(Saved entries)
· · · · ·

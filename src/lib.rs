pub mod catalog;
pub mod cli;
pub mod error;
pub mod interface;
pub mod models;
pub mod narrative;
pub mod optimizer;

pub use error::{GrocerError, Result};
pub use models::{Equivalence, PriceRecord, SubstitutionSuggestion};
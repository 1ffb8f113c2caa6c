use dialoguer::{Confirm, Input, Select};
use strsim::jaro_winkler;

use crate::error::Result;

/// Minimum similarity score before a name counts as a fuzzy match.
const FUZZY_THRESHOLD: f64 = 0.7;

/// Closest known ingredient name for a typed name, if any is similar
/// enough. Used for "did you mean" hints; core lookups stay exact.
pub fn suggest_similar(input: &str, known_names: &[String]) -> Option<String> {
    let needle = input.trim().to_lowercase();

    known_names
        .iter()
        .map(|name| (name, jaro_winkler(&name.to_lowercase(), &needle)))
        .filter(|(_, score)| *score > FUZZY_THRESHOLD)
        .max_by(|a, b| a.1.partial_cmp(&b.1).unwrap_or(std::cmp::Ordering::Equal))
        .map(|(name, _)| name.clone())
}

/// Prompt for the dietary goal label (free text).
pub fn prompt_goal() -> Result<String> {
    let goal: String = Input::new()
        .with_prompt("What is your dietary goal?")
        .default("weight_loss".to_string())
        .interact_text()?;

    Ok(goal.trim().to_string())
}

/// Prompt for grocery items one at a time, with fuzzy matching against
/// the catalog's known names.
///
/// Unknown items can be kept as typed; the optimizer passes them through
/// unchanged.
pub fn prompt_grocery_list(known_names: &[String]) -> Result<Vec<String>> {
    let mut items = Vec::new();

    loop {
        let input: String = Input::new()
            .with_prompt("Enter a grocery item (or press Enter to finish)")
            .allow_empty(true)
            .interact_text()?;

        let input = input.trim();
        if input.is_empty() {
            break;
        }

        // Exact match first (case-insensitive)
        let exact = known_names
            .iter()
            .find(|name| name.to_lowercase() == input.to_lowercase());

        if let Some(name) = exact {
            items.push(name.clone());
            println!("Added: {}", name);
            continue;
        }

        // Fuzzy candidates
        let mut candidates: Vec<(&String, f64)> = known_names
            .iter()
            .map(|name| (name, jaro_winkler(&name.to_lowercase(), &input.to_lowercase())))
            .filter(|(_, score)| *score > FUZZY_THRESHOLD)
            .collect();

        candidates.sort_by(|a, b| b.1.partial_cmp(&a.1).unwrap_or(std::cmp::Ordering::Equal));

        if candidates.is_empty() {
            let keep = Confirm::new()
                .with_prompt(format!("'{}' is not in the catalog. Keep it anyway?", input))
                .default(true)
                .interact()?;

            if keep {
                items.push(input.to_string());
                println!("Added: {}", input);
            }
            continue;
        }

        if candidates.len() == 1 {
            let name = candidates[0].0;
            let confirm = Confirm::new()
                .with_prompt(format!("Did you mean '{}'?", name))
                .default(true)
                .interact()?;

            if confirm {
                items.push(name.clone());
                println!("Added: {}", name);
            } else {
                items.push(input.to_string());
                println!("Added: {}", input);
            }
        } else {
            let mut options: Vec<String> = candidates
                .iter()
                .take(5)
                .map(|(name, _)| (*name).clone())
                .collect();
            let matched = options.len();
            options.push(format!("Keep '{}' as typed", input));

            let selection = Select::new()
                .with_prompt("Which did you mean?")
                .items(&options)
                .default(0)
                .interact()?;

            if selection < matched {
                items.push(options[selection].clone());
                println!("Added: {}", options[selection]);
            } else {
                items.push(input.to_string());
                println!("Added: {}", input);
            }
        }
    }

    Ok(items)
}

/// Prompt for yes/no confirmation.
pub fn prompt_yes_no(prompt: &str, default: bool) -> Result<bool> {
    Ok(Confirm::new()
        .with_prompt(prompt)
        .default(default)
        .interact()?)
}

#[cfg(test)]
mod tests {
    use super::*;

    fn known() -> Vec<String> {
        vec![
            "paneer".to_string(),
            "tofu".to_string(),
            "chicken breast".to_string(),
        ]
    }

    #[test]
    fn test_suggest_similar_finds_close_name() {
        assert_eq!(suggest_similar("panner", &known()), Some("paneer".to_string()));
        assert_eq!(suggest_similar("TOFU ", &known()), Some("tofu".to_string()));
    }

    #[test]
    fn test_suggest_similar_rejects_distant_names() {
        assert_eq!(suggest_similar("quinoa", &known()), None);
    }
}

· · · · ·

Aim of the task | For every line in the data above that holds "models", return the line itself.

Answer for this exercise |
pub mod models;
pub use models::{Equivalence, PriceRecord, SubstitutionSuggestion};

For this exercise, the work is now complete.